From the Guidelines
Diastolic wall thickness is best assessed in the 2D short-axis views in all LV segments, from base to apex, as recommended by the 2014 ESC guidelines on diagnosis and management of hypertrophic cardiomyopathy 1. This view provides optimal visualization of the left ventricular walls during diastole, allowing for accurate measurement of wall thickness. The measurements are typically taken at end-diastole, when the cardiac chambers are maximally filled and the myocardium is relaxed.
- Key points to consider when assessing diastolic wall thickness include:
- Using 2D short-axis views to evaluate all LV segments, from base to apex
- Measuring wall thickness at end-diastole, when the cardiac chambers are maximally filled and the myocardium is relaxed
- Aligning the ultrasound beam perpendicular to the walls being measured to minimize measurement errors
- Considering complementary views, such as the parasternal long-axis view, to assess wall thickness Accurate assessment of diastolic wall thickness is important for diagnosing conditions such as left ventricular hypertrophy, hypertrophic cardiomyopathy, and infiltrative cardiac diseases, as noted in the 2014 ESC guidelines 1.
From the Research
Diastolic Wall Thickness Assessment
- Diastolic wall thickness can be assessed in the parasternal long axis view by transthoracic echocardiography 2.

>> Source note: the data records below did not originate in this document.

//! Arithmetic operation strategies.
//!
//! Each operation is a stateless type implementing [`Operation`]: a pure
//! binary function over decimals that validates its own domain. All numeric
//! work uses `rust_decimal` arithmetic, never binary floating point, so
//! financial-style inputs round-trip without artifacts.
//!
//! Unlike the unbounded decimal contexts of some environments, `Decimal` has
//! a fixed 96-bit mantissa, so every operation goes through checked
//! arithmetic and reports overflow as a validation error instead of
//! panicking.

mod factory;

pub use factory::OperationFactory;

use rust_decimal::{Decimal, MathematicalOps};
use rust_decimal::prelude::ToPrimitive;

use crate::error::{CalcError, CalcResult};

/// A pure binary arithmetic operation over decimals.
///
/// Implementations are stateless function objects. `execute` fails with
/// [`CalcError::Validation`] when the operand pair falls in the operation's
/// invalid domain, and never mutates anything.
pub trait Operation: std::fmt::Debug {
    /// Apply the operation to the operands.
    fn execute(&self, a: Decimal, b: Decimal) -> CalcResult<Decimal>;

    /// Human-readable name, as recorded in history ("Addition", "Root", ...).
    fn name(&self) -> &'static str;
}

fn overflow() -> CalcError {
    CalcError::validation("Result exceeds supported precision")
}

/// Strip Newton/power approximation noise: results like `2.9999...9` become
/// `3`. 25 decimal places is well inside the 28-digit context, so genuine
/// results are untouched.
fn round_clean(value: Decimal) -> Decimal {
    value.round_dp(25).normalize()
}

/// Positive integer nth root of a positive decimal, by Newton iteration.
fn nth_root(a: Decimal, n: i64) -> CalcResult<Decimal> {
    debug_assert!(n > 0 && a > Decimal::ZERO);
    if n == 1 {
        return Ok(a);
    }
    let n_dec = Decimal::from(n);
    let n_minus_one = n_dec - Decimal::ONE;
    let tolerance = Decimal::new(1, 26);
    let mut x = if a > Decimal::ONE { a / n_dec } else { a };
    if x <= Decimal::ZERO {
        x = Decimal::ONE;
    }
    for _ in 0..200 {
        let denom = x.checked_powi(n - 1).ok_or_else(overflow)?;
        if denom.is_zero() {
            return Err(overflow());
        }
        let quotient = a.checked_div(denom).ok_or_else(overflow)?;
        let next = n_minus_one
            .checked_mul(x)
            .and_then(|t| t.checked_add(quotient))
            .and_then(|t| t.checked_div(n_dec))
            .ok_or_else(overflow)?;
        let step = next.checked_sub(x).map(|d| d.abs()).ok_or_else(overflow)?;
        x = next;
        if step <= tolerance {
            break;
        }
    }
    Ok(round_clean(x))
}

/// Total function: `a + b`.
#[derive(Debug, Default, Clone, Copy)]
pub struct Addition;

impl Operation for Addition {
    fn execute(&self, a: Decimal, b: Decimal) -> CalcResult<Decimal> {
        a.checked_add(b).ok_or_else(overflow)
    }

    fn name(&self) -> &'static str {
        "Addition"
    }
}

/// Total function: `a - b`.
#[derive(Debug, Default, Clone, Copy)]
pub struct Subtraction;

impl Operation for Subtraction {
    fn execute(&self, a: Decimal, b: Decimal) -> CalcResult<Decimal> {
        a.checked_sub(b).ok_or_else(overflow)
    }

    fn name(&self) -> &'static str {
        "Subtraction"
    }
}

/// Total function: `a * b`.
#[derive(Debug, Default, Clone, Copy)]
pub struct Multiplication;

impl Operation for Multiplication {
    fn execute(&self, a: Decimal, b: Decimal) -> CalcResult<Decimal> {
        a.checked_mul(b).ok_or_else(overflow)
    }

    fn name(&self) -> &'static str {
        "Multiplication"
    }
}

/// `a / b`, rejecting a zero divisor.
#[derive(Debug, Default, Clone, Copy)]
pub struct Division;

impl Operation for Division {
    fn execute(&self, a: Decimal, b: Decimal) -> CalcResult<Decimal> {
        if b.is_zero() {
            return Err(CalcError::validation("Division by zero is not allowed"));
        }
        a.checked_div(b).ok_or_else(overflow)
    }

    fn name(&self) -> &'static str {
        "Division"
    }
}

/// `a ^ b` for non-negative exponents; `a^0 = 1` for all `a`, including 0.
#[derive(Debug, Default, Clone, Copy)]
pub struct Power;

impl Operation for Power {
    fn execute(&self, a: Decimal, b: Decimal) -> CalcResult<Decimal> {
        if b < Decimal::ZERO {
            return Err(CalcError::validation("Negative exponents not supported"));
        }
        if b.fract().is_zero() {
            let exponent = b.to_i64().ok_or_else(overflow)?;
            a.checked_powi(exponent).ok_or_else(overflow)
        } else {
            if a < Decimal::ZERO {
                return Err(CalcError::validation(
                    "Cannot raise a negative base to a fractional exponent",
                ));
            }
            a.checked_powd(b).map(round_clean).ok_or_else(overflow)
        }
    }

    fn name(&self) -> &'static str {
        "Power"
    }
}

/// `a ^ (1/b)`: the bth root of a.
///
/// Rejects a zero degree and a negative radicand; the degenerate
/// `a == 0, b < 0` corner is also rejected (zero is not treated as a fixed
/// point for negative-degree roots).
#[derive(Debug, Default, Clone, Copy)]
pub struct Root;

impl Operation for Root {
    fn execute(&self, a: Decimal, b: Decimal) -> CalcResult<Decimal> {
        if b.is_zero() {
            return Err(CalcError::validation("Zero root is undefined"));
        }
        if a < Decimal::ZERO {
            return Err(CalcError::validation(
                "Cannot calculate root of negative number",
            ));
        }
        if a.is_zero() {
            if b < Decimal::ZERO {
                return Err(CalcError::validation("Invalid root operation"));
            }
            return Ok(Decimal::ZERO);
        }
        if b.fract().is_zero() {
            let degree = b.to_i64().ok_or_else(overflow)?;
            if degree < 0 {
                let inverse = nth_root(a, -degree)?;
                return Decimal::ONE
                    .checked_div(inverse)
                    .map(round_clean)
                    .ok_or_else(overflow);
            }
            nth_root(a, degree)
        } else {
            let exponent = Decimal::ONE.checked_div(b).ok_or_else(overflow)?;
            a.checked_powd(exponent).map(round_clean).ok_or_else(overflow)
        }
    }

    fn name(&self) -> &'static str {
        "Root"
    }
}

/// `a % b` with truncated remainder semantics: the result takes the sign
/// of `a`, matching decimal remainder behavior.
#[derive(Debug, Default, Clone, Copy)]
pub struct Modulus;

impl Operation for Modulus {
    fn execute(&self, a: Decimal, b: Decimal) -> CalcResult<Decimal> {
        if b.is_zero() {
            return Err(CalcError::validation("Modulus by zero is not allowed"));
        }
        a.checked_rem(b).ok_or_else(overflow)
    }

    fn name(&self) -> &'static str {
        "Modulus"
    }
}

/// Floor division: `floor(a / b)`, so `-10 intdiv 3 = -4` and
/// `-10 intdiv -3 = 3`.
#[derive(Debug, Default, Clone, Copy)]
pub struct IntegerDivision;

impl Operation for IntegerDivision {
    fn execute(&self, a: Decimal, b: Decimal) -> CalcResult<Decimal> {
        if b.is_zero() {
            return Err(CalcError::validation("Division by zero is not allowed"));
        }
        a.checked_div(b).map(|q| q.floor()).ok_or_else(overflow)
    }

    fn name(&self) -> &'static str {
        "IntegerDivision"
    }
}

/// `a / b * 100`: what percentage of `b` is `a`.
#[derive(Debug, Default, Clone, Copy)]
pub struct Percentage;

impl Operation for Percentage {
    fn execute(&self, a: Decimal, b: Decimal) -> CalcResult<Decimal> {
        if b.is_zero() {
            return Err(CalcError::validation(
                "Cannot calculate percentage with zero denominator",
            ));
        }
        a.checked_div(b)
            .and_then(|q| q.checked_mul(Decimal::ONE_HUNDRED))
            .ok_or_else(overflow)
    }

    fn name(&self) -> &'static str {
        "Percentage"
    }
}

/// Total function: `|a - b|`.
#[derive(Debug, Default, Clone, Copy)]
pub struct AbsoluteDifference;

impl Operation for AbsoluteDifference {
    fn execute(&self, a: Decimal, b: Decimal) -> CalcResult<Decimal> {
        a.checked_sub(b).map(|d| d.abs()).ok_or_else(overflow)
    }

    fn name(&self) -> &'static str {
        "AbsoluteDifference"
    }
}
//! Immutable calculation records.
//!
//! A [`Calculation`] captures one operation with its operands, result, and
//! timestamp. The result is computed at construction time and never mutated;
//! records loaded from storage are re-validated by recomputing the result,
//! with any mismatch logged and corrected in memory.

use std::fmt;
use std::str::FromStr;

use chrono::{DateTime, Local, NaiveDateTime, TimeZone};
use rust_decimal::Decimal;
use serde::{Deserialize, Serialize};

use crate::error::{CalcError, CalcResult};
use crate::operations::{
    AbsoluteDifference, Addition, Division, IntegerDivision, Modulus, Multiplication, Operation,
    Percentage, Power, Root, Subtraction,
};

/// Parse a raw operand string into a decimal.
///
/// Accepts plain decimal notation and scientific notation ("1e10"). Fails
/// with a validation error describing the rejected input.
pub fn parse_decimal(raw: &str) -> CalcResult<Decimal> {
    let trimmed = raw.trim();
    let parsed = if trimmed.contains(['e', 'E']) {
        Decimal::from_scientific(trimmed)
    } else {
        Decimal::from_str(trimmed)
    };
    parsed.map_err(|_| CalcError::validation(format!("Invalid number input: '{trimmed}'")))
}

/// One of the ten named arithmetic transformations.
///
/// The serialized form and `Display` are the human-readable names stored in
/// history files ("Addition", ..., "AbsoluteDifference").
#[derive(Debug, Clone, Copy, PartialEq, Eq, Hash, Serialize, Deserialize)]
pub enum OperationKind {
    Addition,
    Subtraction,
    Multiplication,
    Division,
    Power,
    Root,
    Modulus,
    IntegerDivision,
    Percentage,
    AbsoluteDifference,
}

impl OperationKind {
    pub const ALL: [OperationKind; 10] = [
        OperationKind::Addition,
        OperationKind::Subtraction,
        OperationKind::Multiplication,
        OperationKind::Division,
        OperationKind::Power,
        OperationKind::Root,
        OperationKind::Modulus,
        OperationKind::IntegerDivision,
        OperationKind::Percentage,
        OperationKind::AbsoluteDifference,
    ];

    /// Human-readable name, as recorded in history files.
    pub fn display_name(&self) -> &'static str {
        match self {
            OperationKind::Addition => "Addition",
            OperationKind::Subtraction => "Subtraction",
            OperationKind::Multiplication => "Multiplication",
            OperationKind::Division => "Division",
            OperationKind::Power => "Power",
            OperationKind::Root => "Root",
            OperationKind::Modulus => "Modulus",
            OperationKind::IntegerDivision => "IntegerDivision",
            OperationKind::Percentage => "Percentage",
            OperationKind::AbsoluteDifference => "AbsoluteDifference",
        }
    }

    /// Short name used by the factory and the REPL command set.
    pub fn command_name(&self) -> &'static str {
        match self {
            OperationKind::Addition => "add",
            OperationKind::Subtraction => "subtract",
            OperationKind::Multiplication => "multiply",
            OperationKind::Division => "divide",
            OperationKind::Power => "power",
            OperationKind::Root => "root",
            OperationKind::Modulus => "modulus",
            OperationKind::IntegerDivision => "intdiv",
            OperationKind::Percentage => "percentage",
            OperationKind::AbsoluteDifference => "absdiff",
        }
    }

    /// Apply this kind's arithmetic to the operands.
    pub fn apply(&self, a: Decimal, b: Decimal) -> CalcResult<Decimal> {
        match self {
            OperationKind::Addition => Addition.execute(a, b),
            OperationKind::Subtraction => Subtraction.execute(a, b),
            OperationKind::Multiplication => Multiplication.execute(a, b),
            OperationKind::Division => Division.execute(a, b),
            OperationKind::Power => Power.execute(a, b),
            OperationKind::Root => Root.execute(a, b),
            OperationKind::Modulus => Modulus.execute(a, b),
            OperationKind::IntegerDivision => IntegerDivision.execute(a, b),
            OperationKind::Percentage => Percentage.execute(a, b),
            OperationKind::AbsoluteDifference => AbsoluteDifference.execute(a, b),
        }
    }
}

impl fmt::Display for OperationKind {
    fn fmt(&self, f: &mut fmt::Formatter<'_>) -> fmt::Result {
        f.write_str(self.display_name())
    }
}

impl FromStr for OperationKind {
    type Err = CalcError;

    /// Accepts both display names ("Addition") and factory command names
    /// ("add"), case-insensitively.
    fn from_str(s: &str) -> Result<Self, Self::Err> {
        let lowered = s.trim().to_lowercase();
        for kind in OperationKind::ALL {
            if lowered == kind.display_name().to_lowercase()
                || lowered == kind.command_name()
            {
                return Ok(kind);
            }
        }
        Err(CalcError::UnknownOperation(s.trim().to_string()))
    }
}

/// An immutable snapshot of one performed calculation.
///
/// Invariant: `result` is always re-derivable by reapplying `operation` to
/// `(operand1, operand2)`. Equality is structural over operation, operands,
/// and result; the timestamp is excluded.
#[derive(Debug, Clone, Serialize, Deserialize)]
pub struct Calculation {
    pub operation: OperationKind,
    pub operand1: Decimal,
    pub operand2: Decimal,
    pub result: Decimal,
    pub timestamp: DateTime<Local>,
}

impl Calculation {
    /// Build a record by applying the operation to the operands now.
    pub fn new(operation: OperationKind, operand1: Decimal, operand2: Decimal) -> CalcResult<Self> {
        let result = operation.apply(operand1, operand2)?;
        Ok(Self {
            operation,
            operand1,
            operand2,
            result,
            timestamp: Local::now(),
        })
    }

    /// Build a record from a result the bound strategy already computed.
    pub(crate) fn from_result(
        operation: OperationKind,
        operand1: Decimal,
        operand2: Decimal,
        result: Decimal,
    ) -> Self {
        Self {
            operation,
            operand1,
            operand2,
            result,
            timestamp: Local::now(),
        }
    }

    /// Rebuild a record from its flat persisted representation.
    ///
    /// The result is recomputed from the operation and operands; if the
    /// stored value differs, a warning is logged and the recomputed value
    /// wins. Any parse failure is an operation error.
    pub fn from_record(
        operation: &str,
        operand1: &str,
        operand2: &str,
        result: &str,
        timestamp: &str,
    ) -> CalcResult<Self> {
        let kind: OperationKind = operation.parse()?;
        let a = parse_decimal(operand1).map_err(invalid_data)?;
        let b = parse_decimal(operand2).map_err(invalid_data)?;
        let stored = parse_decimal(result).map_err(invalid_data)?;
        let computed = kind.apply(a, b).map_err(invalid_data)?;
        if stored != computed {
            tracing::warn!(
                "Loaded calculation result {stored} differs from computed result {computed}; \
                 keeping the computed value"
            );
        }
        let timestamp = parse_timestamp(timestamp)?;
        Ok(Self {
            operation: kind,
            operand1: a,
            operand2: b,
            result: computed,
            timestamp,
        })
    }

    /// Render the result rounded to a display precision, with trailing
    /// zeros stripped.
    pub fn format_result(&self, precision: u32) -> String {
        self.result.round_dp(precision).normalize().to_string()
    }
}

impl PartialEq for Calculation {
    fn eq(&self, other: &Self) -> bool {
        self.operation == other.operation
            && self.operand1 == other.operand1
            && self.operand2 == other.operand2
            && self.result == other.result
    }
}

impl fmt::Display for Calculation {
    fn fmt(&self, f: &mut fmt::Formatter<'_>) -> fmt::Result {
        write!(
            f,
            "{}({}, {}) = {}",
            self.operation, self.operand1, self.operand2, self.result
        )
    }
}

fn invalid_data(err: CalcError) -> CalcError {
    CalcError::operation(format!("Invalid calculation data: {err}"))
}

fn parse_timestamp(raw: &str) -> CalcResult<DateTime<Local>> {
    let trimmed = raw.trim();
    if let Ok(parsed) = DateTime::parse_from_rfc3339(trimmed) {
        return Ok(parsed.with_timezone(&Local));
    }
    // Older files carry naive ISO timestamps without an offset.
    if let Ok(naive) = NaiveDateTime::parse_from_str(trimmed, "%Y-%m-%dT%H:%M:%S%.f") {
        if let Some(local) = Local.from_local_datetime(&naive).single() {
            return Ok(local);
        }
    }
    Err(CalcError::operation(format!(
        "Invalid calculation data: bad timestamp '{trimmed}'"
    )))
}

#[cfg(test)]
#[allow(clippy::unwrap_used)]
mod tests {
    use super::*;

    fn dec(s: &str) -> Decimal {
        s.parse().unwrap()
    }

    #[test]
    fn test_new_computes_result() {
        let calc = Calculation::new(OperationKind::Addition, dec("2"), dec("3")).unwrap();
        assert_eq!(calc.result, dec("5"));

        let calc = Calculation::new(OperationKind::Power, dec("2"), dec("3")).unwrap();
        assert_eq!(calc.result, dec("8"));

        let calc = Calculation::new(OperationKind::Root, dec("16"), dec("2")).unwrap();
        assert_eq!(calc.result, dec("4"));
    }

    #[test]
    fn test_new_propagates_domain_errors() {
        let err = Calculation::new(OperationKind::Division, dec("8"), dec("0")).unwrap_err();
        assert_eq!(err.to_string(), "Division by zero is not allowed");
    }

    #[test]
    fn test_equality_ignores_timestamp() {
        let calc1 = Calculation::new(OperationKind::Addition, dec("2"), dec("3")).unwrap();
        let mut calc2 = Calculation::new(OperationKind::Addition, dec("2"), dec("3")).unwrap();
        calc2.timestamp = calc2.timestamp + chrono::Duration::hours(1);
        let calc3 = Calculation::new(OperationKind::Subtraction, dec("5"), dec("3")).unwrap();

        assert_eq!(calc1, calc2);
        assert_ne!(calc1, calc3);
    }

    #[test]
    fn test_display() {
        let calc = Calculation::new(OperationKind::Addition, dec("5"), dec("3")).unwrap();
        assert_eq!(calc.to_string(), "Addition(5, 3) = 8");
    }

    #[test]
    fn test_from_record_round_trip() {
        let original = Calculation::new(OperationKind::Division, dec("10"), dec("4")).unwrap();
        let restored = Calculation::from_record(
            &original.operation.to_string(),
            &original.operand1.to_string(),
            &original.operand2.to_string(),
            &original.result.to_string(),
            &original.timestamp.to_rfc3339(),
        )
        .unwrap();
        assert_eq!(original, restored);
        assert_eq!(original.timestamp, restored.timestamp);
    }

    #[test]
    fn test_from_record_corrects_result_mismatch() {
        let calc = Calculation::from_record(
            "Addition",
            "2",
            "3",
            "10",
            "2024-01-15T10:30:45+00:00",
        )
        .unwrap();
        assert_eq!(calc.result, dec("5"));
    }

    #[test]
    fn test_from_record_invalid_operand() {
        let err = Calculation::from_record(
            "Addition",
            "invalid",
            "3",
            "5",
            "2024-01-15T10:30:45+00:00",
        )
        .unwrap_err();
        assert!(err.to_string().starts_with("Invalid calculation data"));
    }

    #[test]
    fn test_from_record_unknown_operation() {
        let err =
            Calculation::from_record("Unknown", "5", "3", "8", "2024-01-15T10:30:45+00:00")
                .unwrap_err();
        assert!(err.to_string().contains("Unknown operation"));
    }

    #[test]
    fn test_from_record_naive_timestamp() {
        let calc =
            Calculation::from_record("Addition", "2", "3", "5", "2024-01-15T10:30:45.123456")
                .unwrap();
        assert_eq!(calc.result, dec("5"));
    }

    #[test]
    fn test_format_result() {
        let calc = Calculation::new(OperationKind::Division, dec("1"), dec("3")).unwrap();
        assert_eq!(calc.format_result(2), "0.33");

        let calc = Calculation::new(OperationKind::Division, dec("10"), dec("4")).unwrap();
        assert_eq!(calc.format_result(5), "2.5");

        let calc = Calculation::new(OperationKind::Division, dec("7"), dec("3")).unwrap();
        assert_eq!(calc.format_result(0), "2");
    }

    #[test]
    fn test_operation_kind_parsing() {
        assert_eq!(
            "Addition".parse::<OperationKind>().unwrap(),
            OperationKind::Addition
        );
        assert_eq!(
            "intdiv".parse::<OperationKind>().unwrap(),
            OperationKind::IntegerDivision
        );
        assert_eq!(
            "ABSDIFF".parse::<OperationKind>().unwrap(),
            OperationKind::AbsoluteDifference
        );
        let err = "bogus".parse::<OperationKind>().unwrap_err();
        assert!(matches!(err, CalcError::UnknownOperation(_)));
        assert_eq!(err.to_string(), "Unknown operation: bogus");
    }

    #[test]
    fn test_parse_decimal() {
        assert_eq!(parse_decimal(" 5.5 ").unwrap(), dec("5.5"));
        assert_eq!(parse_decimal("1e3").unwrap(), dec("1000"));
        let err = parse_decimal("not-a-number").unwrap_err();
        assert_eq!(err.to_string(), "Invalid number input: 'not-a-number'");
    }
}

- This view allows for the measurement of left ventricular (LV) wall thickness at the posterior wall (PW) and the intraventricular septum (IVS) 2.
- Pulsed tissue Doppler imaging (TDI) can also be used to evaluate LV wall motion velocities along the long and short axes, providing information on diastolic function 3.
- The parasternal long-axis view is useful for assessing diastolic wall thickness and function, as it allows for the measurement of LV dimensions and wall thickness at end-diastole 2, 3.